[Records from a data source]
------------------------------------------------

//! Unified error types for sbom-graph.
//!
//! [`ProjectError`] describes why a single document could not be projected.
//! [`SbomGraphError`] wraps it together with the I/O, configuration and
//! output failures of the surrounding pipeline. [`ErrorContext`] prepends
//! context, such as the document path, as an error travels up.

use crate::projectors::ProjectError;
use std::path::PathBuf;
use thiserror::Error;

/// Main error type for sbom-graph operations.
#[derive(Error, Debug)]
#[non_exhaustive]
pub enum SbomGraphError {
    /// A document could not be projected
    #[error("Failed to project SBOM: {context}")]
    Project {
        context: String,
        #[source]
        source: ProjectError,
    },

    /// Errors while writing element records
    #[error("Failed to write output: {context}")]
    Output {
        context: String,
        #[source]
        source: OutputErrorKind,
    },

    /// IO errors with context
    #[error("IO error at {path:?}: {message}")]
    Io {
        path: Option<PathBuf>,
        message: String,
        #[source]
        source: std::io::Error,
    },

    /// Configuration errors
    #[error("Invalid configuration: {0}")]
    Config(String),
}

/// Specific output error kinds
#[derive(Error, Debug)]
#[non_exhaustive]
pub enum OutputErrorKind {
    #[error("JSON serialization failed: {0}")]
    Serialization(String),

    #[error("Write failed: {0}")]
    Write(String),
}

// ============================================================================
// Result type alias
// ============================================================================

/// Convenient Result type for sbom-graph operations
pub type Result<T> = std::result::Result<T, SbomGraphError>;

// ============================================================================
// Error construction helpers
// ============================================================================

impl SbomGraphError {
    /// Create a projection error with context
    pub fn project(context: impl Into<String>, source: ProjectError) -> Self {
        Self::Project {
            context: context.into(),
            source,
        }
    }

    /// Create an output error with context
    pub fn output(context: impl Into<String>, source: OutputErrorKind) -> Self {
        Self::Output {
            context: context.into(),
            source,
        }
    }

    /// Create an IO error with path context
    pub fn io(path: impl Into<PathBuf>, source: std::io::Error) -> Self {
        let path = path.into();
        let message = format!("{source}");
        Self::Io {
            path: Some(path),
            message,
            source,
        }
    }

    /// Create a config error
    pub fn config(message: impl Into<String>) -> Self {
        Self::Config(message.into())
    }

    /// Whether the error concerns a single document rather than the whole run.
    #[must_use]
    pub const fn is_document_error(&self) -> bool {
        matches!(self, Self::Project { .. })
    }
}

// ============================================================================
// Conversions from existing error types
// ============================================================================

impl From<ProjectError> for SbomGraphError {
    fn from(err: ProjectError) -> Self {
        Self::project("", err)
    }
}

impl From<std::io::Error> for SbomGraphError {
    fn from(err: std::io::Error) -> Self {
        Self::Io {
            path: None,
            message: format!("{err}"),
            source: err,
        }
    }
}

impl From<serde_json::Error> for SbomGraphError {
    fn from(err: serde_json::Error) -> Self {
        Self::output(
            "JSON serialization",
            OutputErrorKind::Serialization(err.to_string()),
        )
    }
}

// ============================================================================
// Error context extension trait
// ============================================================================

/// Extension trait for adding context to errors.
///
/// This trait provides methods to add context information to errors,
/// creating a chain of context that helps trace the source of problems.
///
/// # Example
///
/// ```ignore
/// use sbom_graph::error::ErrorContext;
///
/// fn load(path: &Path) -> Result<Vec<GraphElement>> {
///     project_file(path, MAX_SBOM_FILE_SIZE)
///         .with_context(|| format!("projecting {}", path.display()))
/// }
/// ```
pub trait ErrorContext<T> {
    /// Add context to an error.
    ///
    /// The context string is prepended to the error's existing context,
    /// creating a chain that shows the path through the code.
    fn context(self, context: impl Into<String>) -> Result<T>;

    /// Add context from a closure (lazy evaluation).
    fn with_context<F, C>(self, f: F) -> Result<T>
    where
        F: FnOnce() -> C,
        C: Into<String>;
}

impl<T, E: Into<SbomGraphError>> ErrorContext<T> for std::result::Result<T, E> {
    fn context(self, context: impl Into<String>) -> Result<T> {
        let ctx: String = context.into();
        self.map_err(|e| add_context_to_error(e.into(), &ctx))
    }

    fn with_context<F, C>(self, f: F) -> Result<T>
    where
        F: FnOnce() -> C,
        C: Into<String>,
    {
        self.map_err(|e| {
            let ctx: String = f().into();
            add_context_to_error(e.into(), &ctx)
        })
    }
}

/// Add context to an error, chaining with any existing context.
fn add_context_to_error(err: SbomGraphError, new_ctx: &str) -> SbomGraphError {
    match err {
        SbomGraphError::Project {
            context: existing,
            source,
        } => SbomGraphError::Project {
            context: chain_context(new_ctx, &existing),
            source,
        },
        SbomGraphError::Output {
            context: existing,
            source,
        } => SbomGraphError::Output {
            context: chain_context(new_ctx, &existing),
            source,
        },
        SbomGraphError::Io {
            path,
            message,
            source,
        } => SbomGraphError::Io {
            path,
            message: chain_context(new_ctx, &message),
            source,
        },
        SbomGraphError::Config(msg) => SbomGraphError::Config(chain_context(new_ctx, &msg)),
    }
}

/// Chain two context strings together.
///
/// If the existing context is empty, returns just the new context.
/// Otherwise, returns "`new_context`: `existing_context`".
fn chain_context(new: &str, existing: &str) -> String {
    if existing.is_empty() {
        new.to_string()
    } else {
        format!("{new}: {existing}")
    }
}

------------------------------------------------

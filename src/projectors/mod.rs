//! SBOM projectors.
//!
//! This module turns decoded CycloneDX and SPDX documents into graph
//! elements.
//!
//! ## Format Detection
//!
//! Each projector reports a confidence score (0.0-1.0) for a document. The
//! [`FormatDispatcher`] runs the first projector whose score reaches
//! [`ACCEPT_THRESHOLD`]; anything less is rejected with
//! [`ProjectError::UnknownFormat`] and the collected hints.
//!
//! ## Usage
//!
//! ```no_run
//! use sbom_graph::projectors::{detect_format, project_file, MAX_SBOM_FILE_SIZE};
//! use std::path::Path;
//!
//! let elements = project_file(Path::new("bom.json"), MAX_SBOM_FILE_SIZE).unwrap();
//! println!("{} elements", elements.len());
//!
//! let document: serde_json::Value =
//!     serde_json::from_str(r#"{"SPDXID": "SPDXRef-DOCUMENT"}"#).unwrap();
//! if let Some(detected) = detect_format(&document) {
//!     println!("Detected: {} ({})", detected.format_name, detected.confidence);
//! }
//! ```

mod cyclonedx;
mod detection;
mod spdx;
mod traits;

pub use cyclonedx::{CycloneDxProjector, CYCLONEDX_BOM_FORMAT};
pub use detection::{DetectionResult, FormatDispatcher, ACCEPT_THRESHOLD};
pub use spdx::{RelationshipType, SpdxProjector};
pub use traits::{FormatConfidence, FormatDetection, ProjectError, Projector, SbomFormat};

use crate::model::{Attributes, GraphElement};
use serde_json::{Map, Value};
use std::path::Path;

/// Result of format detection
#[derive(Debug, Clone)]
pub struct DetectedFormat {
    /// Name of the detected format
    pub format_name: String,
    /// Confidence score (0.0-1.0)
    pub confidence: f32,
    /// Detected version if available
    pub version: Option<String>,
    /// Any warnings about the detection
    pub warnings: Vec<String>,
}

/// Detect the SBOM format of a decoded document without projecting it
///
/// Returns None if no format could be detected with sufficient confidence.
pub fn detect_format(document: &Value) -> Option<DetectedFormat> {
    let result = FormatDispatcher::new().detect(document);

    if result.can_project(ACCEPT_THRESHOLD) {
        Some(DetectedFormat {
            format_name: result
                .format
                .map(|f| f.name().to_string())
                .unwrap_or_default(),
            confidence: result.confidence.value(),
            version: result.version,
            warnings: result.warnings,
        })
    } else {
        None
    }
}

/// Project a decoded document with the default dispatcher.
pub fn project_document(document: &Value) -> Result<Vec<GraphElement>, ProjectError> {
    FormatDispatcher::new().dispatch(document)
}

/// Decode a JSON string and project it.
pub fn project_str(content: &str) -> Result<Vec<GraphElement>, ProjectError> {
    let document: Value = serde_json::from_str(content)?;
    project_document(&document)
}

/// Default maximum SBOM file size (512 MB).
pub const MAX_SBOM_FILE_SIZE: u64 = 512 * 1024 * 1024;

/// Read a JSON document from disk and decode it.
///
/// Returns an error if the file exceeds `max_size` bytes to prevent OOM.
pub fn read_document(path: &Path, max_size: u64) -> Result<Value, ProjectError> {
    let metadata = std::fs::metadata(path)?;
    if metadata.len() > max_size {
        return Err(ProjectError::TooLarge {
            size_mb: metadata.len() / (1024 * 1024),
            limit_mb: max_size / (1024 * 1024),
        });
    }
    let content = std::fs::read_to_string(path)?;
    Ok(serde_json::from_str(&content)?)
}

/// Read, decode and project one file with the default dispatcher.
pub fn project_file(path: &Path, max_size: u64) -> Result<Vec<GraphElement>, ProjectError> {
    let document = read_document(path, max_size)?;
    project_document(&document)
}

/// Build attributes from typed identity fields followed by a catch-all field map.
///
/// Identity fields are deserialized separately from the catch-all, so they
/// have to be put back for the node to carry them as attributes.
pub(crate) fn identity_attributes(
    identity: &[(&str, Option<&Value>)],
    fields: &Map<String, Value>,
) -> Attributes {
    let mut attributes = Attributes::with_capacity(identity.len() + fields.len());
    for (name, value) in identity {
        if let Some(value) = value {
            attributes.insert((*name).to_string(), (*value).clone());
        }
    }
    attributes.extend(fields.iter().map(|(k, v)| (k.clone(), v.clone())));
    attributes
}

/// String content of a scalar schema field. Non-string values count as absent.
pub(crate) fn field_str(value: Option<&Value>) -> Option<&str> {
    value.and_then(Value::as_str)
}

------------------------------------------------

→ **WORK INSTRUCTION**
Looking back over the data above, restate word for word the lines that begin at the line with "types for sbom-graph." and end at the line with "writing element records", inclusive.

→ **REPLY**
//! Unified error types for sbom-graph.
//!
//! [`ProjectError`] describes why a single document could not be projected.
//! [`SbomGraphError`] wraps it together with the I/O, configuration and
//! output failures of the surrounding pipeline. [`ErrorContext`] prepends
//! context, such as the document path, as an error travels up.

use crate::projectors::ProjectError;
use std::path::PathBuf;
use thiserror::Error;

/// Main error type for sbom-graph operations.
#[derive(Error, Debug)]
#[non_exhaustive]
pub enum SbomGraphError {
    /// A document could not be projected
    #[error("Failed to project SBOM: {context}")]
    Project {
        context: String,
        #[source]
        source: ProjectError,
    },

    /// Errors while writing element records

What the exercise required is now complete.